Term Life — is one of the most commonly used types of life insurance policies. It generally provides protection for a stated period of time, which can be any period from 1 to 30 years. Term policies are well suited for use when there is a limited time needed for protection and when limited dollars are available for coverage since it can be purchased in large amounts for a relatively small initial premium. During the term period, called the level-premium period, your premiums are guaranteed not to change. Term insurance can help protect your beneficiaries against financial loss resulting from your death. If the insured dies while the policy is in effect, the policies beneficiaries will receive the amount of the death benefit, generally income tax free. Term policies do not build cash value. The premiums for these types of policies are significantly lower than the costs for permanent life policies such as whole life or universal life, but do provide more insurance protection per dollar spent than permanent policy.
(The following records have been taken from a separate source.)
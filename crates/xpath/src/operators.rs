//! Binary operators with the XPath 1.0 conversion rules for comparisons.

use crate::ast::BinaryOperator;
use crate::engine::XPathValue;
use crate::error::XPathError;
use crate::node::XPathNode;
use crate::order::sort_document_order;

/// Applies `op` to two already evaluated operands. `and`/`or` are handled by
/// the engine so they can short-circuit, but are accepted here as well.
pub fn evaluate<'a, N: XPathNode<'a>>(
    op: BinaryOperator,
    left: XPathValue<N>,
    right: XPathValue<N>,
) -> Result<XPathValue<N>, XPathError> {
    use BinaryOperator::*;
    let arithmetic: fn(f64, f64) -> f64 = match op {
        Or => return Ok(XPathValue::Boolean(left.to_bool() || right.to_bool())),
        And => return Ok(XPathValue::Boolean(left.to_bool() && right.to_bool())),
        Equals | NotEquals | LessThan | LessThanOrEqual | GreaterThan | GreaterThanOrEqual => {
            return Ok(XPathValue::Boolean(compare_values(op, &left, &right)));
        }
        Union => return union(left, right),
        Plus => |a, b| a + b,
        Minus => |a, b| a - b,
        Multiply => |a, b| a * b,
        Divide => |a, b| a / b,
        // f64 `%` truncates like XPath `mod`.
        Modulo => |a, b| a % b,
    };
    Ok(XPathValue::Number(arithmetic(left.to_number(), right.to_number())))
}

fn union<'a, N: XPathNode<'a>>(left: XPathValue<N>, right: XPathValue<N>) -> Result<XPathValue<N>, XPathError> {
    match (left, right) {
        (XPathValue::NodeSet(mut nodes), XPathValue::NodeSet(other)) => {
            nodes.extend(other);
            sort_document_order(&mut nodes);
            Ok(XPathValue::NodeSet(nodes))
        }
        (l, r) => Err(XPathError::TypeError(format!(
            "'|' needs two node-sets, got a {} and a {}",
            l.type_name(),
            r.type_name()
        ))),
    }
}

/// Comparison with node-set expansion: a node-set compares true if any of
/// its members does, except against a boolean where the set is converted.
fn compare_values<'a, N: XPathNode<'a>>(
    op: BinaryOperator,
    left: &XPathValue<N>,
    right: &XPathValue<N>,
) -> bool {
    match (left, right) {
        (XPathValue::NodeSet(a), XPathValue::NodeSet(b)) => {
            let right_strings: Vec<XPathValue<N>> = b
                .iter()
                .map(|n| XPathValue::String(n.string_value()))
                .collect();
            a.iter().any(|x| {
                let left_string = XPathValue::String(x.string_value());
                right_strings
                    .iter()
                    .any(|y| compare_scalars(op, &left_string, y))
            })
        }
        (XPathValue::NodeSet(a), XPathValue::Boolean(_)) => {
            compare_scalars(op, &XPathValue::Boolean(!a.is_empty()), right)
        }
        (XPathValue::Boolean(_), XPathValue::NodeSet(b)) => {
            compare_scalars(op, left, &XPathValue::Boolean(!b.is_empty()))
        }
        (XPathValue::NodeSet(a), _) => a
            .iter()
            .any(|x| compare_scalars(op, &XPathValue::String(x.string_value()), right)),
        (_, XPathValue::NodeSet(b)) => b
            .iter()
            .any(|y| compare_scalars(op, left, &XPathValue::String(y.string_value()))),
        _ => compare_scalars(op, left, right),
    }
}

fn compare_scalars<'a, N: XPathNode<'a>>(
    op: BinaryOperator,
    left: &XPathValue<N>,
    right: &XPathValue<N>,
) -> bool {
    use BinaryOperator::*;
    match op {
        Equals | NotEquals => {
            let is_bool = |v: &XPathValue<N>| matches!(v, XPathValue::Boolean(_));
            let is_number = |v: &XPathValue<N>| matches!(v, XPathValue::Number(_));
            let equal = if is_bool(left) || is_bool(right) {
                left.to_bool() == right.to_bool()
            } else if is_number(left) || is_number(right) {
                left.to_number() == right.to_number()
            } else {
                left.to_string() == right.to_string()
            };
            if op == Equals { equal } else { !equal }
        }
        _ => {
            let (a, b) = (left.to_number(), right.to_number());
            match op {
                LessThan => a < b,
                LessThanOrEqual => a <= b,
                GreaterThan => a > b,
                GreaterThanOrEqual => a >= b,
                _ => false,
            }
        }
    }
}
Term policies typically have additional common features:

  • Annual Renewable feature: This policy provides protection for one year, but allows the insured to renew the policy for successive periods thereafter without having to furnish evidence of insurability. This can be an advantage of annual term life coverage as you get older or if you become ill. Even if you no longer meet a company’s underwriting criteria, the company must still renew your policy. However, you must renew your policy each year and premiums will go up as the likelihood of death increases. This is in contrast to level term policies which sets a term length such as 15 years and spreads the risk to the insurer across the entire term, allowing your premiums to stay constant each year of the term period. Annually renewable premiums can become extremely high for people past middle age. If you’re paying high annually renewable premiums, it might be wise to consider another type of coverage to lock in a premium with a longer term.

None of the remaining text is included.